Having a working knowledge of how to respond to mental health distress, particularly depression and anxiety, is a key skill when working as a primary or community care nurse. How to be confident in assessing and responding to indicators of symptoms requires a personal adapted set of management techniques. I would say that symptom recognition and listening skills should be taught and practised on a regular basis as well as some basic counselling techniques.

I have worked as a primary care mental health facilitator and advisor at strategic health authority level and many nurses admit to limited knowledge and skill. I know of a lot of nurses who want to become more confident through skills and knowledge training to enable better management of the high numbers of patients experiencing low mood. Perhaps a greater emphasis on this in accessible, affordable post basic training and education might be the answer?

Can mental healthcare be higher on the priority list for frontline physical healthcare nurses? Of course it can, but is there capacity for even more workload pressure in a context of QIPP and doing more for less?7 

This feature has only touched the surface when it comes to introducing the issue of depression and long-term condition management. Further reading and a simple internet search will provide a huge range of current and new thinking on the subject, together with a stream of evidence of approaches being developed.

This can provide a wide range of details from work with heart failure and mood disorder to models of care for those dealing with asthma and depression. The list is considerable and will offer information and support to knowledge and skills.

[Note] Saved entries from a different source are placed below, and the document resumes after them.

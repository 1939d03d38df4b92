//! Data types for the event sourcing engine
//!
//! - `event`: domain events stored in the log
//! - `obs`: inbound events as OBS emits them

mod event;
mod obs;

pub use event::{
    rule_aggregate, scene_aggregate, source_aggregate, AutomationRuleCreatedData,
    AutomationRuleExecutedData, AutomationRuleFailedData, AutomationRuleTriggeredData, Event,
    EventMetadata, EventParseError, EventPayload, EventRecord, EventType, InputMuteChangedData,
    RecordingStartedData, RecordingStoppedData, SceneCreatedData, SceneDeletedData,
    SceneSwitchedData, SourceCreatedData, SourceVolumeChangedData, StreamStartedData,
    StreamStoppedData, SystemErrorData, SystemPerformanceWarningData, OBS_SYSTEM_AGGREGATE,
    RECORDING_AGGREGATE, STREAM_AGGREGATE,
};
pub use obs::{
    InputAdded, InputGone, InputMute, InputVolume, ObsEvent, ObsEventCategory, ObsEventData,
    ObsEventPriority, OutputState, ProgramSceneChanged, RawObsEvent, SceneLifecycle,
    SceneRenamed, StudioMode, OUTPUT_STARTED, OUTPUT_STOPPED,
};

  1. Office for National Statistics. Psychiatric morbidity among adults living in private households in Great Britain. Available from:
  2. Hale AS. ABC of mental health. Depression. BMJ 1997;315(7099):43-6.
  3. Department of Health (DH). Quality and Outcome Framework, guidance statement. London: DH; 2010.
  4. National Institute for Health and Clinical Excellence (NICE). Depression: CG 90, management of depression in primary and secondary care. London: NICE; 2010.
  5. Hamilton M. A rating scale for depression. J Neurol Neurosurg Psychiatry 1960;23:56-62.